HOW TO COMPLETE THIS TASK
Lines from the records below that contain the word "config" are to be copied out.

DATASET EXCERPTS
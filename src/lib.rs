pub mod app;
pub mod catalog;
pub mod commands;
pub mod config;
pub mod db;
pub mod employees;
pub mod error;
pub mod ids;
pub mod logger;
pub mod models;
pub mod money;
pub mod persistence;
pub mod reducer;
pub mod seed;
pub mod storage;


pub use app::AppState;
pub use catalog::{CatalogAction, CatalogOrderStore, CatalogState};
pub use config::AppConfig;
pub use db::Database;
pub use employees::{EmployeeAction, EmployeeState, EmployeeStore};
pub use error::{Result, StoreError};
pub use storage::{KeyValueStore, MemoryStorage};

EXERCISE RESULT
pub mod config;
pub use config::AppConfig;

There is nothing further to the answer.